My dad felt terrible because it was through his urging and connection that I got the job at the police station. One day, I heard my golf clubs clanging up the basement stairs, and then my dad told me to get in the car. Was this a sick joke? I had more important things to do, like learning Braille and figuring out what I could do with my life.
But my dad was set on the idea. It was winter, and the course was empty. Neither of us knew that blind golfers had been competing in national tournaments for nearly two decades, yet my dad instinctively did what all coaches for the blind do. He bent down on one knee and placed my club behind the ball. He held the shaft and clubface in perfect position as I got balanced and comfortable. Then he backed away.
I will never forget that first shot--a 7-iron. The sound of the ball, the soft release of the divot, the wind on my cheek, all the senses came together so that it was like seeing the high draw trace the sky. (Before the accident I was breaking 80 regularly.) In that instant I realized a blind man can play golf, and who knew what else.
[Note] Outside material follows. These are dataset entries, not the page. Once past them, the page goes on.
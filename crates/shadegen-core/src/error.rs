//! Errors raised while loading or querying a document.

use std::path::PathBuf;

use thiserror::Error;

use crate::types::Type;

/// Errors that can occur while loading or querying a document.
#[derive(Debug, Error)]
pub enum DocumentError {
    #[error("JSON parse error: {0}")]
    Json(#[from] serde_json::Error),

    #[error("TOML parse error: {0}")]
    Toml(#[from] toml::de::Error),

    #[error("I/O error: {0}")]
    Io(#[from] std::io::Error),

    #[error("document file not found: {}", path.display())]
    NotFound { path: PathBuf },

    #[error("unsupported document format: {} (expected .json or .toml)", path.display())]
    UnsupportedFormat { path: PathBuf },

    #[error("Could not find a nodedef for node '{node}'")]
    NodeDefNotFound { node: String },

    #[error("nodedef '{nodedef}' declares no outputs")]
    NoOutputs { nodedef: String },

    #[error("element '{path}' not found in document")]
    ElementNotFound { path: String },

    #[error("unknown type name '{0}'")]
    UnknownType(String),

    #[error("invalid value '{value}' for type {ty}: {reason}")]
    InvalidValue {
        value: String,
        ty: Type,
        reason: String,
    },
}

/// Result type for document operations.
pub type Result<T> = std::result::Result<T, DocumentError>;
//! Generation options.
//!
//! Options are read from TOML. Every field has a default, unknown keys are
//! ignored, and an unrecognized enum value falls back to its default with a
//! warning: no option makes generation fail on its own.

use std::fmt;
use std::path::Path;

use serde::{Deserialize, Serialize};

use crate::error::Result;

/// Which node inputs become part of the shader's public interface.
#[derive(Debug, Clone, Copy, Default, PartialEq, Eq, Serialize, Deserialize)]
#[serde(from = "String", into = "String")]
pub enum ShaderInterfaceType {
    /// Every unconnected editable input is published as a uniform.
    #[default]
    Complete,
    /// Only graph interface inputs are published.
    Reduced,
}

/// Specular environment lighting strategy on hardware targets.
#[derive(Debug, Clone, Copy, Default, PartialEq, Eq, Serialize, Deserialize)]
#[serde(from = "String", into = "String")]
pub enum SpecularEnvironmentMethod {
    /// No environment lighting.
    None,
    /// Sample a prefiltered environment map.
    Prefilter,
    /// Filtered importance sampling.
    #[default]
    Fis,
}

impl SpecularEnvironmentMethod {
    /// Name of the preprocessor constant selecting this method.
    pub fn define_name(self) -> &'static str {
        match self {
            SpecularEnvironmentMethod::None => "SPECULAR_ENVIRONMENT_NONE",
            SpecularEnvironmentMethod::Prefilter => "SPECULAR_ENVIRONMENT_PREFILTER",
            SpecularEnvironmentMethod::Fis => "SPECULAR_ENVIRONMENT_FIS",
        }
    }
}

macro_rules! string_enum {
    ($ty:ident { $($variant:ident => $text:literal),+ $(,)? }) => {
        impl $ty {
            pub fn as_str(self) -> &'static str {
                match self {
                    $($ty::$variant => $text),+
                }
            }
        }

        impl From<String> for $ty {
            fn from(value: String) -> Self {
                match value.to_ascii_lowercase().as_str() {
                    $($text => $ty::$variant,)+
                    _ => {
                        let fallback = $ty::default();
                        log::warn!(
                            "unknown {} '{}', using '{}'",
                            stringify!($ty),
                            value,
                            fallback.as_str()
                        );
                        fallback
                    }
                }
            }
        }

        impl From<$ty> for String {
            fn from(value: $ty) -> Self {
                value.as_str().to_string()
            }
        }

        impl fmt::Display for $ty {
            fn fmt(&self, f: &mut fmt::Formatter<'_>) -> fmt::Result {
                f.write_str(self.as_str())
            }
        }
    };
}

string_enum!(ShaderInterfaceType {
    Complete => "complete",
    Reduced => "reduced",
});

string_enum!(SpecularEnvironmentMethod {
    None => "none",
    Prefilter => "prefilter",
    Fis => "fis",
});

/// Options for one generation run.
#[derive(Debug, Clone, PartialEq, Serialize, Deserialize)]
#[serde(default)]
pub struct GenOptions {
    pub shader_interface_type: ShaderInterfaceType,
    /// Working color space that color transforms convert into. Falls back
    /// to the document color space when unset.
    pub target_color_space_override: Option<String>,
    /// Distance unit that unit conversions convert into.
    pub target_distance_unit: Option<String>,
    /// Flip the V texture coordinate when sampling file textures.
    pub file_texture_vertical_flip: bool,
    /// Emit transparency code paths on hardware targets.
    pub hw_transparency: bool,
    pub hw_specular_environment_method: SpecularEnvironmentMethod,
    pub hw_max_active_light_sources: u32,
    /// Emit comments for nodes omitted from the main body.
    pub emit_debug_comments: bool,
}

impl Default for GenOptions {
    fn default() -> Self {
        Self {
            shader_interface_type: ShaderInterfaceType::Complete,
            target_color_space_override: None,
            target_distance_unit: None,
            file_texture_vertical_flip: false,
            hw_transparency: false,
            hw_specular_environment_method: SpecularEnvironmentMethod::Fis,
            hw_max_active_light_sources: 3,
            emit_debug_comments: true,
        }
    }
}

impl GenOptions {
    pub fn from_toml_str(toml_str: &str) -> Result<Self> {
        Ok(toml::from_str(toml_str)?)
    }

    pub fn load(path: &Path) -> Result<Self> {
        let content = std::fs::read_to_string(path)?;
        let options = Self::from_toml_str(&content)?;
        log::debug!("loaded options from {}", path.display());
        Ok(options)
    }
}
I moved to Chicago and found that smooth concrete and sharp corners are heaven for the blind. At a school for the visually impaired, I learned the skills I'd need to attend Southern Illinois University. There I placed an ad offering $1.25 an hour for a library assistant, and the soft-spoken young woman with delicate wrists who responded was Connie. For one business-class paper, I wrote about the Acushnet company, and we couldn't stop laughing from the innuendo of so many references to Titleist "balls."
I've won three National Blind Golf Championships, in 1977, 2011 and 2012. The last two I was coached by Everett Davis, a retired banker with a giving heart who is the most dependable man I've ever met. The first was with a teenager, Stuart Smith, a scratch golfer with perhaps unreasonably high expectations. I owe my understanding of swing mechanics and development as a tournament player to Stuart, who would get upset with anything worse than a par. When we won at Firestone Country Club in 1977, he took my arm and sprinted me down the fairway. Most people are hesitant to approach a blind person. That I'm a golfer is the best icebreaker. "No fooling?" people say. It immediately strikes them as ridiculous, yet plausible. It expands their imaginations of what the blind can accomplish. This is precisely the message I seek to convey through my work with the United States Blind Golf Association.
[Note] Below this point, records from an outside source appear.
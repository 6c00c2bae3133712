//! The hardware pipeline shared by GLSL and Slang.
//!
//! Both targets emit a vertex and a pixel stage. The vertex stage
//! transforms the position and fills the vertex data block the pixel stage
//! reads; the pixel stage holds the node functions, the light functions
//! when a surface is shaded, and the main function that evaluates the graph
//! and writes one `vec4` per output.

use std::sync::Arc;

use shadegen_core::{NodeDef, Type};
use shadegen_syntax::{Syntax, Target};

use super::{emit_function_calls, emit_function_definitions, emit_node_call, socket_expression};
use crate::context::GenContext;
use crate::error::{GenError, Result};
use crate::graph::{ShaderGraph, ShaderPort};
use crate::nodes::ShaderNodeImpl;
use crate::shader::Shader;
use crate::stage::{block, Brackets, ShaderStage, PIXEL_STAGE, VERTEX_STAGE};

/// Largest number of samples a convolution node takes.
pub const MAX_SAMPLE_COUNT: usize = 49;

/// Spelling differences between the hardware languages.
#[derive(Debug, Clone, Copy, PartialEq, Eq)]
pub enum Dialect {
    Glsl,
    Slang,
}

impl Dialect {
    pub fn of(target: Target) -> Option<Dialect> {
        match target {
            Target::Glsl => Some(Dialect::Glsl),
            Target::Slang => Some(Dialect::Slang),
            Target::Osl | Target::Mdl => None,
        }
    }

    /// Matrix times vector.
    pub fn transform(self, matrix: &str, vector: &str) -> String {
        match self {
            Dialect::Glsl => format!("({matrix} * {vector})"),
            Dialect::Slang => format!("mul({matrix}, {vector})"),
        }
    }

    pub fn vec4(self, xyz: &str, w: &str) -> String {
        match self {
            Dialect::Glsl => format!("vec4({xyz}, {w})"),
            Dialect::Slang => format!("float4({xyz}, {w})"),
        }
    }

    /// Linear interpolation function.
    pub fn mix(self) -> &'static str {
        match self {
            Dialect::Glsl => "mix",
            Dialect::Slang => "lerp",
        }
    }

    fn saturate(self, value: &str) -> String {
        match self {
            Dialect::Glsl => format!("clamp({value}, 0.0, 1.0)"),
            Dialect::Slang => format!("saturate({value})"),
        }
    }

    /// `value` of type `ty` widened to a four component color.
    fn to_vec4(self, ty: Type, value: &str, transparency: bool) -> String {
        let vec = |args: &str| match self {
            Dialect::Glsl => format!("vec4({args})"),
            Dialect::Slang => format!("float4({args})"),
        };
        match ty {
            Type::Float => vec(&format!("{value}, {value}, {value}, 1.0")),
            Type::Integer | Type::Boolean => {
                let scalar = format!("float({value})");
                vec(&format!("{scalar}, {scalar}, {scalar}, 1.0"))
            }
            Type::Color2 | Type::Vector2 => vec(&format!("{value}, 0.0, 1.0")),
            Type::Color3 | Type::Vector3 | Type::Bsdf | Type::Edf => vec(&format!("{value}, 1.0")),
            Type::Color4 | Type::Vector4 => value.to_string(),
            Type::SurfaceShader | Type::Material if transparency => {
                let third = match self {
                    Dialect::Glsl => "vec3(0.3333)",
                    Dialect::Slang => "float3(0.3333)",
                };
                let alpha = self.saturate(&format!("1.0 - dot({value}.transparency, {third})"));
                vec(&format!("{value}.color, {alpha}"))
            }
            Type::SurfaceShader | Type::Material => vec(&format!("{value}.color, 1.0")),
            _ => vec("0.0, 0.0, 0.0, 1.0"),
        }
    }

    fn stage_function(self, stage: &str) -> &'static str {
        match (self, stage) {
            (Dialect::Glsl, _) => "main",
            (Dialect::Slang, VERTEX_STAGE) => "vertexMain",
            (Dialect::Slang, _) => "fragmentMain",
        }
    }
}

/// Vertex input semantic for Slang entry point parameters:
/// `i_texcoord_0` is `TEXCOORD0`.
fn semantic(input: &str) -> String {
    input.trim_start_matches("i_").replace('_', "").to_uppercase()
}

/// Whether shading of a surface, and so the light functions, is needed.
fn uses_lighting(graph: &ShaderGraph) -> bool {
    graph.nodes().any(|node| match node.implementation.as_ref() {
        ShaderNodeImpl::Surface(_) => true,
        ShaderNodeImpl::Compound(compound) => uses_lighting(compound.graph()),
        _ => false,
    })
}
Down deep, I'm still desperate to do the things I can't. I wish I could drop my wife off at the door of a restaurant and park the car when it's raining, or even pay the bill. But when I stand over a golf shot, my world resets, and I feel like I'm in control again.
I like to think my presence adds extra meaning to my regular Saturday game with sighted golfers. Golf is about what's possible, for each of us. When we forget that, we might as well be four dudes having breakfast together.